Task item -
Check every line below for the string "static". Copy the ones that have it.

Source data -
[Start of Attachment]
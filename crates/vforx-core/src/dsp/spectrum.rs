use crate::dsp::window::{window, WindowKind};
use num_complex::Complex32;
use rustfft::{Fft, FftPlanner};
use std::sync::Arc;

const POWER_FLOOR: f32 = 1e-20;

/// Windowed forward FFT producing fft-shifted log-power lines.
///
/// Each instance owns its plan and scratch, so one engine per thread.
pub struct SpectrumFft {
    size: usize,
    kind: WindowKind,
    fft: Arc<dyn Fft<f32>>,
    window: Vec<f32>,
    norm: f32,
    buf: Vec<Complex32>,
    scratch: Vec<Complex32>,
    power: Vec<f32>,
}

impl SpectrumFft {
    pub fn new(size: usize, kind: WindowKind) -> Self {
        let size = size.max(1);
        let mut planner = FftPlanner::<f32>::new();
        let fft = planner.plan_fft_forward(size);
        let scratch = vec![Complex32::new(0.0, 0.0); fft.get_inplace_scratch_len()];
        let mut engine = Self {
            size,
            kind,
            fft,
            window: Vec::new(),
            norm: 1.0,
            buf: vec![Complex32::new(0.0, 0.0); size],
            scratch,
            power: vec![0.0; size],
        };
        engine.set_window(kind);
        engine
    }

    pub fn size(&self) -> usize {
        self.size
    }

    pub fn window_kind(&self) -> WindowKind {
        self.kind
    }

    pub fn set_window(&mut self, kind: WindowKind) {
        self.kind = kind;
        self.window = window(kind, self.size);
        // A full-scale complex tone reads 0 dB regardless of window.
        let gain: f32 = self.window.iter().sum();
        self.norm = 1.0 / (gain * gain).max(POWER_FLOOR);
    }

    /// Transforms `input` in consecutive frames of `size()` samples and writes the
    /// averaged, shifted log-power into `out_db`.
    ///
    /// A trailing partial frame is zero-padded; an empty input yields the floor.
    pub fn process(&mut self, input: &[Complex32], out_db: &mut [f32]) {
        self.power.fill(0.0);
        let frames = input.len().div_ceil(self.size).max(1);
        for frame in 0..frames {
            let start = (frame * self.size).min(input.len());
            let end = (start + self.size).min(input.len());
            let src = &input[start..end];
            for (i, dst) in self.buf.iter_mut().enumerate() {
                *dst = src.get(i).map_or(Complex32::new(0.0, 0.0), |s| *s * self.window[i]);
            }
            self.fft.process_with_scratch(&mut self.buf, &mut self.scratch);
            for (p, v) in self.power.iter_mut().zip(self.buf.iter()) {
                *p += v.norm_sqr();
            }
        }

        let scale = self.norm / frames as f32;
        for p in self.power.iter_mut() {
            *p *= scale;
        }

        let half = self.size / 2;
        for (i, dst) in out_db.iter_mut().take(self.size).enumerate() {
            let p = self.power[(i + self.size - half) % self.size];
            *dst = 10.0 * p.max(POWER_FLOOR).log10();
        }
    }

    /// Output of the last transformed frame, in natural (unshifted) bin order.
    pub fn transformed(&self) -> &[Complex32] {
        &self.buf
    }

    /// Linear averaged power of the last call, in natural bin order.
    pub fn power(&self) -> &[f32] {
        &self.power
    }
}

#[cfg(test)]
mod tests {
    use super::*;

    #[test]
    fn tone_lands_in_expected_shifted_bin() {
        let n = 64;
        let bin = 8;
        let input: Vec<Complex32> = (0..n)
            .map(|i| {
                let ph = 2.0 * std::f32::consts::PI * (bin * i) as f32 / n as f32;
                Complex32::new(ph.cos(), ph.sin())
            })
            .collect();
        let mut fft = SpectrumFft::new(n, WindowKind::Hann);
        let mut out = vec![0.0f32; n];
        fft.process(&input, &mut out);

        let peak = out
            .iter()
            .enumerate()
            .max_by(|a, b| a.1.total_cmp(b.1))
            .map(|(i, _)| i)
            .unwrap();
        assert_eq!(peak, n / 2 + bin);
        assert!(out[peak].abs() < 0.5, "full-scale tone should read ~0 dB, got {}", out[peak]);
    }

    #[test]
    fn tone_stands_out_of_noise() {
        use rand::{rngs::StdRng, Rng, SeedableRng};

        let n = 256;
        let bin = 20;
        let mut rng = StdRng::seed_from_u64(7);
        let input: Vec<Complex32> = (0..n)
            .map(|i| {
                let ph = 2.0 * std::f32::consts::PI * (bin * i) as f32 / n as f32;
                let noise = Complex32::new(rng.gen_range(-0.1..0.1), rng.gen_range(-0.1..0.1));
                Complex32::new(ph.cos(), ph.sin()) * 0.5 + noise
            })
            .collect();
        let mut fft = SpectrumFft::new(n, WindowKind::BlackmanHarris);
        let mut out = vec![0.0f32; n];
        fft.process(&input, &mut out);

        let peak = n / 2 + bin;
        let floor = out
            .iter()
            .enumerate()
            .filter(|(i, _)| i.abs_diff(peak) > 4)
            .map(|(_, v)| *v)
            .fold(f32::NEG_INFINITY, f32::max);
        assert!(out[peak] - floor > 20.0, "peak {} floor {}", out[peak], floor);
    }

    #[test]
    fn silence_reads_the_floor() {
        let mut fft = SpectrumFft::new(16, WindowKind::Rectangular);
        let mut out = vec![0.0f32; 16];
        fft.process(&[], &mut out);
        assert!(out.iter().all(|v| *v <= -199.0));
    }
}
[End of Attachment]
[Start of Attachment]
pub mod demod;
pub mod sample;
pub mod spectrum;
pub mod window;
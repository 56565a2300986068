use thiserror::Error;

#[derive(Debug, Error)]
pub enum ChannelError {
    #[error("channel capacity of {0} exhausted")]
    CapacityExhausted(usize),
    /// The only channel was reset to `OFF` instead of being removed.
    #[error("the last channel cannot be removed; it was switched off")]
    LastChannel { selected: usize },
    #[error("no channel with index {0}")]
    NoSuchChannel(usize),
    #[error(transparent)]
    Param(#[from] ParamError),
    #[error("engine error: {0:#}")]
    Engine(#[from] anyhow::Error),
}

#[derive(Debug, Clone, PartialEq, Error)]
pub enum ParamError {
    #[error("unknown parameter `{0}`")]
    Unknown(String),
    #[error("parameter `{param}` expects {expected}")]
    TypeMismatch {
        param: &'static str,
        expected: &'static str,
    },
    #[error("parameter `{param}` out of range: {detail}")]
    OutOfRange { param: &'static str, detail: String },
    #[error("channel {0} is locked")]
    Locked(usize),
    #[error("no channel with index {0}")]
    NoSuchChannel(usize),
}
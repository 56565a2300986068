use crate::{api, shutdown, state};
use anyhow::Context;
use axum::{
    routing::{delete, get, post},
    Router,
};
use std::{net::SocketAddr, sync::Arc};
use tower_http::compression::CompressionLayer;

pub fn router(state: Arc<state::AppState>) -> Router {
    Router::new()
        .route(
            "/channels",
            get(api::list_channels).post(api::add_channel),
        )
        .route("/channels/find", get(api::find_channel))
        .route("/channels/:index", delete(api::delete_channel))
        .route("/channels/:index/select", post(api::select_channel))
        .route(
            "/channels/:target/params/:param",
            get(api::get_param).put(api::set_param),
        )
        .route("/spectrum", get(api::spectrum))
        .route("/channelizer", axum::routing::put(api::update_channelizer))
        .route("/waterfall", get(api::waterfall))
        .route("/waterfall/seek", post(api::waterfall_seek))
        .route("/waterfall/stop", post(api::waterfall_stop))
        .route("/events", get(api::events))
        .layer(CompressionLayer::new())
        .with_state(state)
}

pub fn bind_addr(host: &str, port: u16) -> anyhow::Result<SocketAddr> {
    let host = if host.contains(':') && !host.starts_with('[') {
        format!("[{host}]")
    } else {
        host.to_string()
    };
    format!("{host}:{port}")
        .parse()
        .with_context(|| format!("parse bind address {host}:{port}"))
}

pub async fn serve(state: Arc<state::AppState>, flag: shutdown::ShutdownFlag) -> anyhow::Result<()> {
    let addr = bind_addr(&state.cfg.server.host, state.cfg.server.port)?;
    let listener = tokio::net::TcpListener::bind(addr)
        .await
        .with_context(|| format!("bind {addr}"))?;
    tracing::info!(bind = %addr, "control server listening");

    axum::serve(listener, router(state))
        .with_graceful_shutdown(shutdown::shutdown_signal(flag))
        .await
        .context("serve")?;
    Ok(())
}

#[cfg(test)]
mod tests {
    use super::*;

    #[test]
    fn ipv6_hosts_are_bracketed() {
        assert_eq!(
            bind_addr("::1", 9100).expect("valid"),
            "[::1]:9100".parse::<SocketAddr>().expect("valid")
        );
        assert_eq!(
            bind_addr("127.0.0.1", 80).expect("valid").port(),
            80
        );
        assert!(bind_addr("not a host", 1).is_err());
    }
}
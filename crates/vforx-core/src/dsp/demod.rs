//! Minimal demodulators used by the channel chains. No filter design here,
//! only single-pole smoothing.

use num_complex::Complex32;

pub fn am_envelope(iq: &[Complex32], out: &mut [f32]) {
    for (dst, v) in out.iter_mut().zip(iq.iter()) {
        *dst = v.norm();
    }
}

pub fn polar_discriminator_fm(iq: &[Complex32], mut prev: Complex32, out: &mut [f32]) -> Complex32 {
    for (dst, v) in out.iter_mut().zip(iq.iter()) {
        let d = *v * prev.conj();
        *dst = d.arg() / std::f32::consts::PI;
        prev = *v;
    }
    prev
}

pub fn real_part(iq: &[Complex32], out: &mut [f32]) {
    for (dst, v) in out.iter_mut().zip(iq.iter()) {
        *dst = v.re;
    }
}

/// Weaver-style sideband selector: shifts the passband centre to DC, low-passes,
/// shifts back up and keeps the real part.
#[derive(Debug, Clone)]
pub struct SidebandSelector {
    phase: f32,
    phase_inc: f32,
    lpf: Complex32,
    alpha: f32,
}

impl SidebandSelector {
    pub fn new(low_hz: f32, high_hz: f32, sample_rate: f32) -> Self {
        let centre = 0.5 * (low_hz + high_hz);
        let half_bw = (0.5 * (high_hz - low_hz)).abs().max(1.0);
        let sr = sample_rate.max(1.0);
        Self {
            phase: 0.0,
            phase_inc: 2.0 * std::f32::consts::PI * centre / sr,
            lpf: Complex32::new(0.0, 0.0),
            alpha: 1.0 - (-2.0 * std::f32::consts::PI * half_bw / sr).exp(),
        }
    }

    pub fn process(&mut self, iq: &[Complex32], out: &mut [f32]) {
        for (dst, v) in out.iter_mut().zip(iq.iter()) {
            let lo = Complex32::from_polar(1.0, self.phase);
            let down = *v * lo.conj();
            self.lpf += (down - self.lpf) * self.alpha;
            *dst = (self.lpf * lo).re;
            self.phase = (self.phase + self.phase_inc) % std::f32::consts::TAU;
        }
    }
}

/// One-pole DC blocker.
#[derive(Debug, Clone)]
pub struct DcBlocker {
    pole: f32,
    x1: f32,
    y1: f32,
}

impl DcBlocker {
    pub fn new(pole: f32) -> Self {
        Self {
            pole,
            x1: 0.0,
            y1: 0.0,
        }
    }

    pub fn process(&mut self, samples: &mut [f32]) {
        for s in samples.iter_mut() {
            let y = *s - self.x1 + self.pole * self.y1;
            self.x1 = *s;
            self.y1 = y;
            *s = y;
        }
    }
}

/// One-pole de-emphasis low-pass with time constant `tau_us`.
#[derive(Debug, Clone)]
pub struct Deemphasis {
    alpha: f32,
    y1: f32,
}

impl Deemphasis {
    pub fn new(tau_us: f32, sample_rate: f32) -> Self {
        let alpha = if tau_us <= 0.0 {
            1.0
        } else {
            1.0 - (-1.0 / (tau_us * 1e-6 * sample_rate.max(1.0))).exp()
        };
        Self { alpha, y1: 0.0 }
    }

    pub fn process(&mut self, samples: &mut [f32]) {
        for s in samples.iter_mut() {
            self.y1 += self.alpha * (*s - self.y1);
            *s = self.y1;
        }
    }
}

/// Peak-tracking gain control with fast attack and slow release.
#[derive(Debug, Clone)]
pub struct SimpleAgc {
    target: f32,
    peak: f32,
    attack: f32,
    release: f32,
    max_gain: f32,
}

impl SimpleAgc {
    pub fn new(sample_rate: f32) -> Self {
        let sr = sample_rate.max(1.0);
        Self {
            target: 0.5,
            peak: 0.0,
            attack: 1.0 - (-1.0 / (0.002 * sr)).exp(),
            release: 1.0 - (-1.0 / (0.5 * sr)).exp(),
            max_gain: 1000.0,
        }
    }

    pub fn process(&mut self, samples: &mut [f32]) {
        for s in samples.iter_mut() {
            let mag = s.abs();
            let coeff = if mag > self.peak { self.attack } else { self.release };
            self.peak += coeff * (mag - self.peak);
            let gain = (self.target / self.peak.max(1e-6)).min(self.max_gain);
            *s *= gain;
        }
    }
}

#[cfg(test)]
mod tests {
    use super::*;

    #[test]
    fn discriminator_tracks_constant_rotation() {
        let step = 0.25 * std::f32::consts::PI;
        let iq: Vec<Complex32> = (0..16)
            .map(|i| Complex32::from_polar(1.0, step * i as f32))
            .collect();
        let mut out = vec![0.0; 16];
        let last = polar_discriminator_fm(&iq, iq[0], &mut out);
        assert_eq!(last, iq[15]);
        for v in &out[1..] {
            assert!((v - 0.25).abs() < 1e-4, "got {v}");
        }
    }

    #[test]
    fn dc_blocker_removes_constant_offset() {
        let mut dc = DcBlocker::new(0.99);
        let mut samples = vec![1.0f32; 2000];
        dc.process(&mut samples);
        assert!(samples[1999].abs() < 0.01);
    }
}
[End of Attachment]
[Start of Attachment]
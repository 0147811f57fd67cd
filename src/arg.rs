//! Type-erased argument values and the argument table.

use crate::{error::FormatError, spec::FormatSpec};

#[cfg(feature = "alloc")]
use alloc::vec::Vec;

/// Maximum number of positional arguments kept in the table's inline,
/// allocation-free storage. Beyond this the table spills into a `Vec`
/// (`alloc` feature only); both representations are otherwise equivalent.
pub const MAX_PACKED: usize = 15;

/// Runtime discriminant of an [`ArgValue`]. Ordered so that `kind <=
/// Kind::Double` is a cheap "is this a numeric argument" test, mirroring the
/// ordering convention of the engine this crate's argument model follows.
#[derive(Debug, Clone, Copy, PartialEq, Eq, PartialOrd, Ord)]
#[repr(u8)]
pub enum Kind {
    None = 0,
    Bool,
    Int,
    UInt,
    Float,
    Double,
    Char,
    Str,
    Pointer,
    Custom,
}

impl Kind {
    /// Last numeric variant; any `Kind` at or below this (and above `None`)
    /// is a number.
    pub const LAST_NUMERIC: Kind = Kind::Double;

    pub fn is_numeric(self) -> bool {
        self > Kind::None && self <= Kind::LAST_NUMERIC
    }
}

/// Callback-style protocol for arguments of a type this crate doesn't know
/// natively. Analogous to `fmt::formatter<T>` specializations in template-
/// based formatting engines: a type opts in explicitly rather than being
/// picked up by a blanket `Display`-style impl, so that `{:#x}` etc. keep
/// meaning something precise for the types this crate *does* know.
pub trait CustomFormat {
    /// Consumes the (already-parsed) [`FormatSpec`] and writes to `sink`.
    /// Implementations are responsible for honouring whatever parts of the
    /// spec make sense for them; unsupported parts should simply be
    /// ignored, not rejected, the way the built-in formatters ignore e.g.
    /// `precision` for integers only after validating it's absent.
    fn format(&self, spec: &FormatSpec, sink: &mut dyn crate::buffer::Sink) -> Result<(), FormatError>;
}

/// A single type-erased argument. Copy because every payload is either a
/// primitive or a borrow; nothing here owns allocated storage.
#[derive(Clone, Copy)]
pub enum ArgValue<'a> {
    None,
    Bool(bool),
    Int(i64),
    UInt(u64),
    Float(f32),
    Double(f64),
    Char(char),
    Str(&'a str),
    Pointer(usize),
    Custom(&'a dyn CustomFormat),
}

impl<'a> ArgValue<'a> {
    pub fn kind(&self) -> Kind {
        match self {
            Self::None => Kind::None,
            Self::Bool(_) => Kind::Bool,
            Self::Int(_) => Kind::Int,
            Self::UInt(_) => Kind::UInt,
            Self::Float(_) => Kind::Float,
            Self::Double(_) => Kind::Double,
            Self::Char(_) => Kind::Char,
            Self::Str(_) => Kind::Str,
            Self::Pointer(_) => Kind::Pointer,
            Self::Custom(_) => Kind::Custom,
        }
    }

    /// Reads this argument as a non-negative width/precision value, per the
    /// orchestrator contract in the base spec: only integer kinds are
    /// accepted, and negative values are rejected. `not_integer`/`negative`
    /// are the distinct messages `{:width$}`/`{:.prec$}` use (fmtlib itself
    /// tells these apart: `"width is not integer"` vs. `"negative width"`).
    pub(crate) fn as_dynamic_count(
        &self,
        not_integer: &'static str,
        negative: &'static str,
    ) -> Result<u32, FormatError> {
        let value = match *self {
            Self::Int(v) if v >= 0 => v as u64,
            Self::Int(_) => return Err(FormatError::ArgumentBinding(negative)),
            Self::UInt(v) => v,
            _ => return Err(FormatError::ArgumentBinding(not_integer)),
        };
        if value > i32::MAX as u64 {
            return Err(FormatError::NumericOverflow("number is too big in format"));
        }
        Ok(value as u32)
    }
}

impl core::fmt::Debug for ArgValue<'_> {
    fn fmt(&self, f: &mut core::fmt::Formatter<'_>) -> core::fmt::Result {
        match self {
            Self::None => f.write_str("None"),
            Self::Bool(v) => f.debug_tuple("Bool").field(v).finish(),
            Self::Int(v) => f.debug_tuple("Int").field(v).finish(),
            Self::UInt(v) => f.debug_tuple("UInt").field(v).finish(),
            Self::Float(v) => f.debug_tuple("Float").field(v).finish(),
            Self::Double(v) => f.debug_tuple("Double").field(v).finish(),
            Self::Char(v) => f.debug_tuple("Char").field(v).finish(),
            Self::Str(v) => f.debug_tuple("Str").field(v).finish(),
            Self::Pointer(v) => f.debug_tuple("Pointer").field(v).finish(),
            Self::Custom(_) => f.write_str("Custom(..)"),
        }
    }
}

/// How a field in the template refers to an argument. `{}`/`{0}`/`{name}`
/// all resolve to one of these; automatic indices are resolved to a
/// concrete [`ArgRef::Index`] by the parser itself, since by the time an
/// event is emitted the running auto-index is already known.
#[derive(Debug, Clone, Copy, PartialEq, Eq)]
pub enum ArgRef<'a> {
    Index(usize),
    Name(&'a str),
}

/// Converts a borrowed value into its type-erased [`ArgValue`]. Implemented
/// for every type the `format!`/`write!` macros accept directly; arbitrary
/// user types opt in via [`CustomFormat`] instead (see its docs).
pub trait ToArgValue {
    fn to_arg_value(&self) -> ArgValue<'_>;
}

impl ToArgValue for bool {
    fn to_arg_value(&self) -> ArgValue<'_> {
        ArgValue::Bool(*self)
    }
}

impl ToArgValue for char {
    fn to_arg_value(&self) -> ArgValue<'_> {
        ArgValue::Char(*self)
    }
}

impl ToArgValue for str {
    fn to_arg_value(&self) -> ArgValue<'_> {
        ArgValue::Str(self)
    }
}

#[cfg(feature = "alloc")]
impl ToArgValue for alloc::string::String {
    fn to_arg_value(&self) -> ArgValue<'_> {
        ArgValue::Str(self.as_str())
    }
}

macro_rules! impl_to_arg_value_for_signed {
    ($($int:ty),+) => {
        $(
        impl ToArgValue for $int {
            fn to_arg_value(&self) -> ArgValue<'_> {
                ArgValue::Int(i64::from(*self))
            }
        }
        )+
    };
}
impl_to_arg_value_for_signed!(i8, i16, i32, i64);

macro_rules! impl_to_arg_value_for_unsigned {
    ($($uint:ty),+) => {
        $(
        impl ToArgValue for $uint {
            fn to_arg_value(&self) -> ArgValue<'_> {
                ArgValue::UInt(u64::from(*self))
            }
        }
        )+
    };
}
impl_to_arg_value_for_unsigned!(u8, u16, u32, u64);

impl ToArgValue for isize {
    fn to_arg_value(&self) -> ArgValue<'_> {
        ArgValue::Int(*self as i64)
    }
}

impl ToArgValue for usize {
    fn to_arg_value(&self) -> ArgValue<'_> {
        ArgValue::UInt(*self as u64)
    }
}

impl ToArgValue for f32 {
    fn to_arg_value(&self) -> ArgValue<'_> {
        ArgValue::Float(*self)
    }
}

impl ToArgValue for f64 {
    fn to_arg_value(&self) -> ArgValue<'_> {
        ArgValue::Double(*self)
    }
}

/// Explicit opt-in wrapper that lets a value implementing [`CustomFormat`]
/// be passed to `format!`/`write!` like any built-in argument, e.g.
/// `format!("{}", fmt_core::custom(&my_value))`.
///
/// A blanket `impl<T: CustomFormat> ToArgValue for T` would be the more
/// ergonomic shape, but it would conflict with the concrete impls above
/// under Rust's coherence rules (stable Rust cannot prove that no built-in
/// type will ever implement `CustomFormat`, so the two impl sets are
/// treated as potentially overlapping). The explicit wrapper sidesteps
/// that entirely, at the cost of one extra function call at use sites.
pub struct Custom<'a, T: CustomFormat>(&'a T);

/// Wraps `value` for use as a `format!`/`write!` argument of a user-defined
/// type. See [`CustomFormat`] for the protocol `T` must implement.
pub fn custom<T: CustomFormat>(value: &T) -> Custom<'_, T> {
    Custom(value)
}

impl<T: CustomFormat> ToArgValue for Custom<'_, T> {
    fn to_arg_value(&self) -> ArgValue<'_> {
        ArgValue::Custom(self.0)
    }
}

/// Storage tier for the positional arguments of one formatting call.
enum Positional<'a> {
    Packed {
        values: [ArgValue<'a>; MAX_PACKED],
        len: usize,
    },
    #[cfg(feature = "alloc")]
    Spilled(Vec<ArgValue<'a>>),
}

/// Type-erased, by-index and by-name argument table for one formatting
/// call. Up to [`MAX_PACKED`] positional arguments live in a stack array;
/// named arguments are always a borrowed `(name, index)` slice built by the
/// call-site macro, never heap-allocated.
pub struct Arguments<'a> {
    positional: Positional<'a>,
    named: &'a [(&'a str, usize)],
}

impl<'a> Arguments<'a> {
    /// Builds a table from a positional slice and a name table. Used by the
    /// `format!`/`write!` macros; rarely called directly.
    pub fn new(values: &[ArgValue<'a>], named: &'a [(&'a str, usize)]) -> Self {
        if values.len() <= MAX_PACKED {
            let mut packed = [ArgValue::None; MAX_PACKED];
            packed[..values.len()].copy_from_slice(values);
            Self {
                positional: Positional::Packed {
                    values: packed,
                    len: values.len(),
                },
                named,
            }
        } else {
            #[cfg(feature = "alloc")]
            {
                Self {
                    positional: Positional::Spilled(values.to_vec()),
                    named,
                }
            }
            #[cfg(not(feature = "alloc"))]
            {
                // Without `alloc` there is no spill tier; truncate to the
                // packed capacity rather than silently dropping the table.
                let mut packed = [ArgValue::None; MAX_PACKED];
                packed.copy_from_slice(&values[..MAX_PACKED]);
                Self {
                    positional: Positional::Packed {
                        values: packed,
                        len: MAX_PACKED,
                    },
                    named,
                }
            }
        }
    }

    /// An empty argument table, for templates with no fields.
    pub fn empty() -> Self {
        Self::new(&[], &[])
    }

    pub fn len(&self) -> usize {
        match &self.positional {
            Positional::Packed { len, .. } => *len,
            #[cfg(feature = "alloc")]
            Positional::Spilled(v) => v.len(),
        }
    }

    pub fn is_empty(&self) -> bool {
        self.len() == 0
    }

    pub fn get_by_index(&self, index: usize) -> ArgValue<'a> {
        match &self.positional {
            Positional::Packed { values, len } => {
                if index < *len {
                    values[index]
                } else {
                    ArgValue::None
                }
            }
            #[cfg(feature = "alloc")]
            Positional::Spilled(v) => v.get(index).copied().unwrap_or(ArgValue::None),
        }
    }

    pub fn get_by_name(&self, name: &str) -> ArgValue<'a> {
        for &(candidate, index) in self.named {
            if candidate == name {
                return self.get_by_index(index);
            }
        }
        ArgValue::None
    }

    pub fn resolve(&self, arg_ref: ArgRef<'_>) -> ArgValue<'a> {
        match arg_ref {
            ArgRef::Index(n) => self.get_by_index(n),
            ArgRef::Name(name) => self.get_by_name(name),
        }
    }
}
[End of Attachment]
Task result -
        param: &'static str,
        expected: &'static str,
    OutOfRange { param: &'static str, detail: String },
        not_integer: &'static str,
        negative: &'static str,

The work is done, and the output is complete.